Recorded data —
□ □ □

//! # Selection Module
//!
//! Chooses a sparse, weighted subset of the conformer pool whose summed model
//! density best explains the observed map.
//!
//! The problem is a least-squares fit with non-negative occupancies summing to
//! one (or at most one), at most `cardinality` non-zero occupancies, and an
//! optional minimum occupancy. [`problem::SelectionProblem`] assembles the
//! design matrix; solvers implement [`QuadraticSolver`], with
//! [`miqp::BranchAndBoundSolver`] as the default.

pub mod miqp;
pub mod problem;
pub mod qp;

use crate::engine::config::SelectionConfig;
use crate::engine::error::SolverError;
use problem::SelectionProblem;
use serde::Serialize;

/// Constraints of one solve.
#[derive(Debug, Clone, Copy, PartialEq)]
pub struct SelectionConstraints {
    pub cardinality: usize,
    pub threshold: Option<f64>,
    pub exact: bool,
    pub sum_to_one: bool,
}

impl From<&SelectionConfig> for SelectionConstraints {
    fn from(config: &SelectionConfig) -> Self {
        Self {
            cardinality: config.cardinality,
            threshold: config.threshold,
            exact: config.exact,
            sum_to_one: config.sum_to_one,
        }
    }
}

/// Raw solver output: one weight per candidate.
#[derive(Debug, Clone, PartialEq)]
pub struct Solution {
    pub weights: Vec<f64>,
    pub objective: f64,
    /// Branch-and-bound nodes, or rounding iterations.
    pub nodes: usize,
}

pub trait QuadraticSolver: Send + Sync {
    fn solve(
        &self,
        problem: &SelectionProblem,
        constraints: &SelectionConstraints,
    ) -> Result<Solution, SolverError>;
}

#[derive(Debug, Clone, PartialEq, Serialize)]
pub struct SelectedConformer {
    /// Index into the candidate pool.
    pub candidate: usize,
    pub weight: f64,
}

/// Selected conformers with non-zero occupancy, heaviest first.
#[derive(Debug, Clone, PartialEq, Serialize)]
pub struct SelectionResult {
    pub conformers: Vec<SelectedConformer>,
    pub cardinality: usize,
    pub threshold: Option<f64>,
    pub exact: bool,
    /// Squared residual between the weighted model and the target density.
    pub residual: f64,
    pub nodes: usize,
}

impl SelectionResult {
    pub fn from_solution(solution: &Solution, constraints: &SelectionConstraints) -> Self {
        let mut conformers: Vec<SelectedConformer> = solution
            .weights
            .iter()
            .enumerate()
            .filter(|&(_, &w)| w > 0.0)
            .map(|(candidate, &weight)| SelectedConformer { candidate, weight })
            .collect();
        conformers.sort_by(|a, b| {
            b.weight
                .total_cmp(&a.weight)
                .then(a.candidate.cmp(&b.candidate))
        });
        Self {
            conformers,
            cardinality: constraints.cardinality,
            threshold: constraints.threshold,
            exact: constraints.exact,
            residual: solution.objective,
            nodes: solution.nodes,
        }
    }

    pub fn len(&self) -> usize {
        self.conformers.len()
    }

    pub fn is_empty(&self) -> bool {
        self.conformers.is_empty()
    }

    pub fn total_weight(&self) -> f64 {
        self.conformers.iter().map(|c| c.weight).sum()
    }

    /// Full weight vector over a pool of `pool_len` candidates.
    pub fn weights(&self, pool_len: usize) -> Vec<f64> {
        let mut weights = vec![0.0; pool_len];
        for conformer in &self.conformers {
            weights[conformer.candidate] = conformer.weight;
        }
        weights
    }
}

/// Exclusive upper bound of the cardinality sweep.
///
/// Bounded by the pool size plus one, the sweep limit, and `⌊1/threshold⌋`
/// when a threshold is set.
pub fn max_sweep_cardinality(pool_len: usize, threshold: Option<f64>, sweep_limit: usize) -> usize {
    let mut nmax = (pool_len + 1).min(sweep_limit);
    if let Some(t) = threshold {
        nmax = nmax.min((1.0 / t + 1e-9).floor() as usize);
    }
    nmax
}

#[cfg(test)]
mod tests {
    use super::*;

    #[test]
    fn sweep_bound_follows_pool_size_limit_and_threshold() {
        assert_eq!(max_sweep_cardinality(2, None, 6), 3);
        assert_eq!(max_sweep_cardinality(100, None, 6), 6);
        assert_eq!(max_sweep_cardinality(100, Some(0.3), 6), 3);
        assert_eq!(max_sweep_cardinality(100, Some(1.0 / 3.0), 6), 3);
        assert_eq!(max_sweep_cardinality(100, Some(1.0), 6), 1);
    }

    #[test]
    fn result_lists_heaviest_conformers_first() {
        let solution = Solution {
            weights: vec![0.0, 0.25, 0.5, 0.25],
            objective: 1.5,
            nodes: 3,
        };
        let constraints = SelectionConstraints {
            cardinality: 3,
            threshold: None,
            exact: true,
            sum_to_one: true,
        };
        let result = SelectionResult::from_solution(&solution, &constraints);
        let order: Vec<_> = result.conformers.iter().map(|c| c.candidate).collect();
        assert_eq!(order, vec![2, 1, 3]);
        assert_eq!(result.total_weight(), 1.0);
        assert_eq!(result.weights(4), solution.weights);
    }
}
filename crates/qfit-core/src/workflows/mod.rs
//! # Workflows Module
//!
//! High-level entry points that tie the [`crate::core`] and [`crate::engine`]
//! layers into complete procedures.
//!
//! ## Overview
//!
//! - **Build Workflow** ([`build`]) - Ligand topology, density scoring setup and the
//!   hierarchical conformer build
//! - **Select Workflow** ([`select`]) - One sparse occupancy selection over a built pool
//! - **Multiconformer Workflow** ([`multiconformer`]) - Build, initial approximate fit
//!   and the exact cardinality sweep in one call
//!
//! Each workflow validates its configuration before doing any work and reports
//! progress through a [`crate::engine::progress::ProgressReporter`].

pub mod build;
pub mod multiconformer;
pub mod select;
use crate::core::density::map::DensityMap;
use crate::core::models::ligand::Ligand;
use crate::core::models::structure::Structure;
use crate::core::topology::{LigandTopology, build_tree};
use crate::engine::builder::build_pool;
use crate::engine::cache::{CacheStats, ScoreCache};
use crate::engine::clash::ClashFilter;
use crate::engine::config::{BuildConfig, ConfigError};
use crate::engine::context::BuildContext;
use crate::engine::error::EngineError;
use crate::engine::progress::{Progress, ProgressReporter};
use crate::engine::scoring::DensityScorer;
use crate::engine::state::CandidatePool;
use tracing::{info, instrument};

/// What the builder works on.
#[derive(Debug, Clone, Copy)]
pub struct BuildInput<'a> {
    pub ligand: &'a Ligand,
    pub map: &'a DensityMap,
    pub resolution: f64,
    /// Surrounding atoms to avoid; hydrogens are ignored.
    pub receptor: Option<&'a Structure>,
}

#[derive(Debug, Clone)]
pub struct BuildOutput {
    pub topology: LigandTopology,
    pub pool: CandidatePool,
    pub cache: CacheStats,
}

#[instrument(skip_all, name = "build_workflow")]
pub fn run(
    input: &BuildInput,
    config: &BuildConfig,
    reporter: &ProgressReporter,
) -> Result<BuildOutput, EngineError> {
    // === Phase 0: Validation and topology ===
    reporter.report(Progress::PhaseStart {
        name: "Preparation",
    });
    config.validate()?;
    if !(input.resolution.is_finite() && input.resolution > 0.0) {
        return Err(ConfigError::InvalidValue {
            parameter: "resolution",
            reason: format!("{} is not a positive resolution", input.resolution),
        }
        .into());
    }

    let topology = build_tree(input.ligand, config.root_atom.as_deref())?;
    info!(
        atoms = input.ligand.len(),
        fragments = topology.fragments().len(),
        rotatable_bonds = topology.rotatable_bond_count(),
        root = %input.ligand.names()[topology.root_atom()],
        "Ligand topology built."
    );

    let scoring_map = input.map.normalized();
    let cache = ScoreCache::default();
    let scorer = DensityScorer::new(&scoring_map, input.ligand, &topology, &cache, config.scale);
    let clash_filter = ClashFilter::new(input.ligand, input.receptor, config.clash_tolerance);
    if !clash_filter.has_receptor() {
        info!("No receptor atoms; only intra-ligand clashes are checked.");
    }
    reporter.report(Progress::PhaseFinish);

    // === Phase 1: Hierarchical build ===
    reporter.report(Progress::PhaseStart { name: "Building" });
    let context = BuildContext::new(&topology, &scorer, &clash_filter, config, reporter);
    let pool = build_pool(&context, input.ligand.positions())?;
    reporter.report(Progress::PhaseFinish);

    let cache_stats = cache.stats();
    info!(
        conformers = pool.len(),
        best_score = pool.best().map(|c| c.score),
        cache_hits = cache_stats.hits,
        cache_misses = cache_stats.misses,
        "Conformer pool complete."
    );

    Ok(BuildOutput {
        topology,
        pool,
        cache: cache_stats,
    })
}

□ □ □

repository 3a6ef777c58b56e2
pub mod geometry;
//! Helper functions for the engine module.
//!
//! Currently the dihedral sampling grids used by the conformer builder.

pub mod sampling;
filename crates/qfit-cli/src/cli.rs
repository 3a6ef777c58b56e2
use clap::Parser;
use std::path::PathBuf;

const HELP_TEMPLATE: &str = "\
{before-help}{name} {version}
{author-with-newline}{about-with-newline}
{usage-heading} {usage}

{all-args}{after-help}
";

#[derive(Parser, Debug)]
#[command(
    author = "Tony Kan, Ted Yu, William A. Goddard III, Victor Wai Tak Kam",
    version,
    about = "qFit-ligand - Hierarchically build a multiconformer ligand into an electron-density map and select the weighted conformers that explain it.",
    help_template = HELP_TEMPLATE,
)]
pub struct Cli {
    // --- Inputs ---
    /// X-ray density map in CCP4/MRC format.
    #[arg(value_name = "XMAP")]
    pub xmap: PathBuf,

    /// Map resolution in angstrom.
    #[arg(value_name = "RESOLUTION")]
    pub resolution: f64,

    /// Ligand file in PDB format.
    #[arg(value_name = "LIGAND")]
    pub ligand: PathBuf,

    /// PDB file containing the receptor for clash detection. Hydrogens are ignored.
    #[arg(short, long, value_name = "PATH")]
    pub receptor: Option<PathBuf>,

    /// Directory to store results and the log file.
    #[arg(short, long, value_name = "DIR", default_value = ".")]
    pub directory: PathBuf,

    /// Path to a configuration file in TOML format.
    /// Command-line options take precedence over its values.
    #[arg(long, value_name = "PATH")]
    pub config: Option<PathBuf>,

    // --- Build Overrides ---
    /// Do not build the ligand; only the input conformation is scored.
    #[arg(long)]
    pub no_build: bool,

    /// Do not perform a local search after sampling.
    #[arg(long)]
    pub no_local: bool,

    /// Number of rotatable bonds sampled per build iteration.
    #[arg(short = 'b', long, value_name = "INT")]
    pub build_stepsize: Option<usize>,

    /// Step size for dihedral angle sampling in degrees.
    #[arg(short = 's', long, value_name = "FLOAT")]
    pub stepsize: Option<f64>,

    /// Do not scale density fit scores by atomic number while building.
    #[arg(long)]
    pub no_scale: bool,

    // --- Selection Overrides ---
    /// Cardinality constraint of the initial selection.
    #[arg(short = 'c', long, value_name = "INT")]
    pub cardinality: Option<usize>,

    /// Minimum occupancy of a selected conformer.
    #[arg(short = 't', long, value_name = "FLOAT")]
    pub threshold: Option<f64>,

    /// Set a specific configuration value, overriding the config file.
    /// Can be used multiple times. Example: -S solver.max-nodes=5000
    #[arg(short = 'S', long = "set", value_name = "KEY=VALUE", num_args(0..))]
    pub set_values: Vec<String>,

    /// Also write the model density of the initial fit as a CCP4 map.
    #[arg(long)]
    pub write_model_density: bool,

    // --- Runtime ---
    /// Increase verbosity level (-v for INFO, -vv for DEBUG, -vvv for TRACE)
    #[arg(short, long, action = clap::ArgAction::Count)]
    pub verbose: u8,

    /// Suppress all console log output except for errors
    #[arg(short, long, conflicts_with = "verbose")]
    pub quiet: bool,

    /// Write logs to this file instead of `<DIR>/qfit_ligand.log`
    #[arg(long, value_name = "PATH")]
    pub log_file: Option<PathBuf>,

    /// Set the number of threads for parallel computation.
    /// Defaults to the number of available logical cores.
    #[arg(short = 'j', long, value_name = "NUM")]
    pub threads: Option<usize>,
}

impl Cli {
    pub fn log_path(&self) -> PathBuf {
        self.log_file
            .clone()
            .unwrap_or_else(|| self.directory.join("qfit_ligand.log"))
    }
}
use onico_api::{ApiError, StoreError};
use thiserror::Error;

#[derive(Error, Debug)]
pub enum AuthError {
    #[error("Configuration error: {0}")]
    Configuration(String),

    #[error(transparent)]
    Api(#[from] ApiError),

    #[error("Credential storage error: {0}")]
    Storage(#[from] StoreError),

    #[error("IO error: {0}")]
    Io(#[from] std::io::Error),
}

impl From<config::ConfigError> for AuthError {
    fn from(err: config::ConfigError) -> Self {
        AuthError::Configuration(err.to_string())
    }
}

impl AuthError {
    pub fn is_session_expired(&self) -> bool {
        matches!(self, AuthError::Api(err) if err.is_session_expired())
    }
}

□ □ □

Exercise description — Reproduce every line from the preceding data in which the word "problem" can be found.

Result of this exercise —
//! The problem is a least-squares fit with non-negative occupancies summing to
//! optional minimum occupancy. [`problem::SelectionProblem`] assembles the
pub mod problem;
use problem::SelectionProblem;
        problem: &SelectionProblem,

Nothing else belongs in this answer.